#### [TASK INSTRUCTIONS]
If a line in the data below contains "payload", copy it.

Dataset entries
------------------------------------------------

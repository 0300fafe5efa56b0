pub mod claims;
pub mod extractors;
pub mod guards;
pub mod middleware;

pub use claims::{AuthUser, Claims};

use chrono::{Duration, Utc};
use jsonwebtoken::{EncodingKey, Header, encode};
use util::config;

/// Generates a JWT and its expiry timestamp for a given user.
///
/// Tokens are normally minted by the identity provider; this is used by tooling
/// and tests that need a token signed with the shared secret.
pub fn generate_jwt(
    user_id: i64,
    admin: bool,
) -> Result<(String, String), jsonwebtoken::errors::Error> {
    let expiry = Utc::now() + Duration::minutes(config::jwt_duration_minutes() as i64);

    let claims = Claims {
        sub: user_id,
        admin,
        exp: expiry.timestamp() as usize,
    };

    let token = encode(
        &Header::default(),
        &claims,
        &EncodingKey::from_secret(config::jwt_secret().as_bytes()),
    )?;

    Ok((token, expiry.to_rfc3339()))
}
pub mod migrations;
mod migrator;

pub use migrator::Migrator;
pub use sea_orm_migration::prelude::MigratorTrait;
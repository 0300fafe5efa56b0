use sea_orm_migration::prelude::*;

pub struct Migration;

impl MigrationName for Migration {
    fn name(&self) -> &str {
        "m202510010001_create_departments"
    }
}

#[async_trait::async_trait]
impl MigrationTrait for Migration {
    async fn up(&self, manager: &SchemaManager) -> Result<(), DbErr> {
        manager
            .create_table(
                Table::create()
                    .table(Alias::new("departments"))
                    .if_not_exists()
                    .col(
                        ColumnDef::new(Alias::new("id"))
                            .big_integer()
                            .not_null()
                            .auto_increment()
                            .primary_key(),
                    )
                    .col(
                        ColumnDef::new(Alias::new("name"))
                            .string()
                            .not_null()
                            .unique_key(),
                    )
                    .to_owned(),
            )
            .await
    }

    async fn down(&self, manager: &SchemaManager) -> Result<(), DbErr> {
        manager
            .drop_table(Table::drop().table(Alias::new("departments")).to_owned())
            .await
    }
}
mod attendance;
mod health_test;
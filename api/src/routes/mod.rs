//! HTTP route entry point for `/api/...`.
//!
//! Route groups:
//! - `/health` → liveness probe (public)
//! - `/attendance` → attendance sessions and records (authenticated users)

use crate::auth::guards::allow_authenticated;
use crate::routes::{attendance::attendance_routes, health::health_routes};
use axum::{Router, middleware::from_fn};
use util::state::AppState;

pub mod attendance;
pub mod health;

/// Builds the complete application router for all HTTP endpoints.
///
/// State is applied here, so the result can be nested under `/api` of a
/// stateless router and served directly.
pub fn routes(app_state: AppState) -> Router {
    Router::new()
        .nest("/health", health_routes())
        .nest(
            "/attendance",
            attendance_routes().route_layer(from_fn(allow_authenticated)),
        )
        .with_state(app_state)
}
//! `/api/attendance` routes.
//!
//! Everything below is keyed by session id; ownership (own session or admin)
//! is enforced by the core, so the only route-level guard is authentication.

use axum::{
    Router,
    routing::{delete, get, post},
};
use util::state::AppState;

mod common;
mod delete;
mod get;
mod post;

pub use delete::remove_attendance;
pub use get::{
    get_active_session, get_attendance_history, get_session, get_session_stats,
    get_session_status,
};
pub use post::{
    end_session, manual_attendance, recognize_face, record_attendance, refresh_roster,
    scan_fingerprint, start_session,
};

pub fn attendance_routes() -> Router<AppState> {
    Router::new()
        .route("/sessions", post(start_session))
        .route("/sessions/active", get(get_active_session))
        .route("/sessions/status", get(get_session_status))
        .route("/sessions/{session_id}", get(get_session))
        .route("/sessions/{session_id}/end", post(end_session))
        .route(
            "/sessions/{session_id}/records",
            get(get_attendance_history).post(record_attendance),
        )
        .route(
            "/sessions/{session_id}/records/{student_id}",
            delete(remove_attendance),
        )
        .route("/sessions/{session_id}/manual", post(manual_attendance))
        .route("/sessions/{session_id}/recognize", post(recognize_face))
        .route("/sessions/{session_id}/fingerprint", post(scan_fingerprint))
        .route("/sessions/{session_id}/stats", get(get_session_stats))
        .route("/sessions/{session_id}/roster/refresh", post(refresh_roster))
}
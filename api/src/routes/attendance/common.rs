use axum::{Json, extract::rejection::JsonRejection};
use chrono::NaiveDate;
use ::common::format_validation_errors;
use serde::{Deserialize, Serialize};
use services::RequestContext;
use services::attendance_record::{AttendanceEntry, CaptureOutcome};
use util::state::AppState;
use validator::Validate;

use crate::auth::AuthUser;
use crate::response::{ApiError, ApiResponse};

/// Builds the request-scoped context for the core from the shared state and caller.
pub fn context(state: &AppState, user: &AuthUser) -> RequestContext {
    RequestContext::new(state.db_clone(), user.actor())
}

/// Unwraps a JSON body and validates it, turning both failures into a
/// `Validation` error rendered with the standard envelope.
pub fn validated<T: Validate>(payload: Result<Json<T>, JsonRejection>) -> Result<T, ApiError> {
    let Json(body) = payload.map_err(|e| ApiError::validation(e.body_text()))?;
    body.validate()
        .map_err(|e| ApiError::validation(format_validation_errors(&e)))?;
    Ok(body)
}

#[derive(Debug, Default, Deserialize, Validate)]
#[serde(default)]
pub struct StartSessionReq {
    #[validate(range(min = 1, message = "department_id is required"))]
    pub department_id: i64,
    #[validate(range(min = 1, message = "option_id is required"))]
    pub option_id: i64,
    #[validate(range(min = 1, message = "course_id is required"))]
    pub course_id: i64,
    #[serde(alias = "classLevel")]
    #[validate(length(min = 1, message = "class_level is required"))]
    pub class_level: String,
    pub biometric_method: Option<String>,
    #[serde(alias = "force_new")]
    pub force: bool,
}

#[derive(Debug, Default, Deserialize)]
#[serde(default)]
pub struct SessionStatusQuery {
    pub department_id: i64,
    pub option_id: i64,
    pub course_id: i64,
}

#[derive(Debug, Default, Deserialize, Validate)]
#[serde(default)]
pub struct RecordAttendanceReq {
    #[validate(range(min = 1, message = "student_id is required"))]
    pub student_id: i64,
    pub method: String,
    pub status: String,
}

#[derive(Debug, Default, Deserialize, Validate)]
#[serde(default)]
pub struct ManualAttendanceReq {
    #[validate(range(min = 1, message = "student_id is required"))]
    pub student_id: i64,
    pub status: String,
    pub date: Option<NaiveDate>,
}

#[derive(Debug, Default, Deserialize, Validate)]
#[serde(default)]
pub struct RecognizeFaceReq {
    #[serde(alias = "image_data")]
    #[validate(length(min = 1, message = "image is required"))]
    pub image: String,
}

#[derive(Debug, Default, Deserialize, Validate)]
#[serde(default)]
pub struct ScanFingerprintReq {
    #[validate(length(min = 1, message = "fingerprint_id is required"))]
    pub fingerprint_id: String,
}

#[derive(Debug, Serialize)]
pub struct RemovedRecord {
    pub session_id: i64,
    pub student_id: i64,
}

/// Renders a biometric capture: a match is a `success`, no match a `warning`.
pub fn capture_response(outcome: CaptureOutcome) -> Json<ApiResponse<Option<AttendanceEntry>>> {
    match outcome {
        CaptureOutcome::Recorded(entry) => {
            let who = entry
                .student_name
                .clone()
                .unwrap_or_else(|| format!("student {}", entry.student_id));
            Json(ApiResponse::success(
                Some(entry),
                format!("Attendance recorded for {who}"),
            ))
        }
        CaptureOutcome::NoMatch(reason) => Json(ApiResponse::warning(None, reason)),
    }
}
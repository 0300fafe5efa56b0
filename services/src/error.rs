//! Error taxonomy of the attendance core.

use sea_orm::{DbErr, SqlErr};
use thiserror::Error;
use util::recognition::AdapterError;

use crate::session_registry::SessionConflict;

pub type AttendanceResult<T> = Result<T, AttendanceError>;

#[derive(Debug, Error)]
pub enum AttendanceError {
    /// Missing or malformed scope, enum or date fields.
    #[error("{0}")]
    Validation(String),

    /// The lecturer already has an active session and `force` was not set.
    #[error("An active attendance session already exists (session {})", .0.existing_session.id)]
    Conflict(Box<SessionConflict>),

    /// A write was attempted on a session that has ended.
    #[error("Session {session_id} is not active; attendance can no longer be changed")]
    SessionNotActive { session_id: i64 },

    /// `end` was called on a session that has already ended.
    #[error("Session {session_id} has already ended")]
    NotActive { session_id: i64 },

    #[error("Student {student_id} is not eligible for session {session_id}")]
    InvalidStudent { session_id: i64, student_id: i64 },

    #[error("{0}")]
    NotFound(String),

    #[error("{0}")]
    Forbidden(String),

    #[error(transparent)]
    Adapter(#[from] AdapterError),

    #[error("database error: {0}")]
    Persistence(#[from] DbErr),
}

impl AttendanceError {
    pub fn validation(msg: impl Into<String>) -> Self {
        Self::Validation(msg.into())
    }

    pub fn not_found(msg: impl Into<String>) -> Self {
        Self::NotFound(msg.into())
    }

    pub fn forbidden(msg: impl Into<String>) -> Self {
        Self::Forbidden(msg.into())
    }
}

/// True when the database rejected a write because of a unique index.
pub(crate) fn is_unique_violation(err: &DbErr) -> bool {
    matches!(err.sql_err(), Some(SqlErr::UniqueConstraintViolation(_)))
}
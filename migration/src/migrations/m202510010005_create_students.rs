use sea_orm_migration::prelude::*;

pub struct Migration;

impl MigrationName for Migration {
    fn name(&self) -> &str {
        "m202510010005_create_students"
    }
}

#[async_trait::async_trait]
impl MigrationTrait for Migration {
    async fn up(&self, manager: &SchemaManager) -> Result<(), DbErr> {
        manager
            .create_table(
                Table::create()
                    .table(Alias::new("students"))
                    .if_not_exists()
                    .col(
                        ColumnDef::new(Alias::new("id"))
                            .big_integer()
                            .not_null()
                            .auto_increment()
                            .primary_key(),
                    )
                    .col(
                        ColumnDef::new(Alias::new("reg_no"))
                            .string()
                            .not_null()
                            .unique_key(),
                    )
                    .col(ColumnDef::new(Alias::new("first_name")).string().not_null())
                    .col(ColumnDef::new(Alias::new("last_name")).string().not_null())
                    .col(
                        ColumnDef::new(Alias::new("department_id"))
                            .big_integer()
                            .not_null(),
                    )
                    .col(
                        ColumnDef::new(Alias::new("option_id"))
                            .big_integer()
                            .not_null(),
                    )
                    .col(ColumnDef::new(Alias::new("class_level")).string().not_null())
                    .col(
                        ColumnDef::new(Alias::new("active"))
                            .boolean()
                            .not_null()
                            .default(true),
                    )
                    .col(
                        ColumnDef::new(Alias::new("fingerprint_id"))
                            .string()
                            .null()
                            .unique_key(),
                    )
                    .foreign_key(
                        ForeignKey::create()
                            .name("fk_students_department")
                            .from(Alias::new("students"), Alias::new("department_id"))
                            .to(Alias::new("departments"), Alias::new("id"))
                            .on_delete(ForeignKeyAction::Cascade)
                            .on_update(ForeignKeyAction::Cascade),
                    )
                    .foreign_key(
                        ForeignKey::create()
                            .name("fk_students_option")
                            .from(Alias::new("students"), Alias::new("option_id"))
                            .to(Alias::new("options"), Alias::new("id"))
                            .on_delete(ForeignKeyAction::Cascade)
                            .on_update(ForeignKeyAction::Cascade),
                    )
                    .to_owned(),
            )
            .await?;

        manager
            .create_index(
                Index::create()
                    .name("idx_students_scope")
                    .table(Alias::new("students"))
                    .col(Alias::new("department_id"))
                    .col(Alias::new("option_id"))
                    .col(Alias::new("class_level"))
                    .to_owned(),
            )
            .await
    }

    async fn down(&self, manager: &SchemaManager) -> Result<(), DbErr> {
        manager
            .drop_table(Table::drop().table(Alias::new("students")).to_owned())
            .await
    }
}
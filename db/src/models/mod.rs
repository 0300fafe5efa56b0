pub mod attendance_record;
pub mod attendance_session;
pub mod course;
pub mod department;
pub mod lecturer;
pub mod session_student;
pub mod student;
pub mod study_option;

pub use attendance_record::Entity as AttendanceRecord;
pub use attendance_session::Entity as AttendanceSession;
pub use course::Entity as Course;
pub use department::Entity as Department;
pub use lecturer::Entity as Lecturer;
pub use session_student::Entity as SessionStudent;
pub use student::Entity as Student;
pub use study_option::Entity as StudyOption;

------------------------------------------------

#### [FINISHED EXERCISE]
pub fn validated<T: Validate>(payload: Result<Json<T>, JsonRejection>) -> Result<T, ApiError> {
    let Json(body) = payload.map_err(|e| ApiError::validation(e.body_text()))?;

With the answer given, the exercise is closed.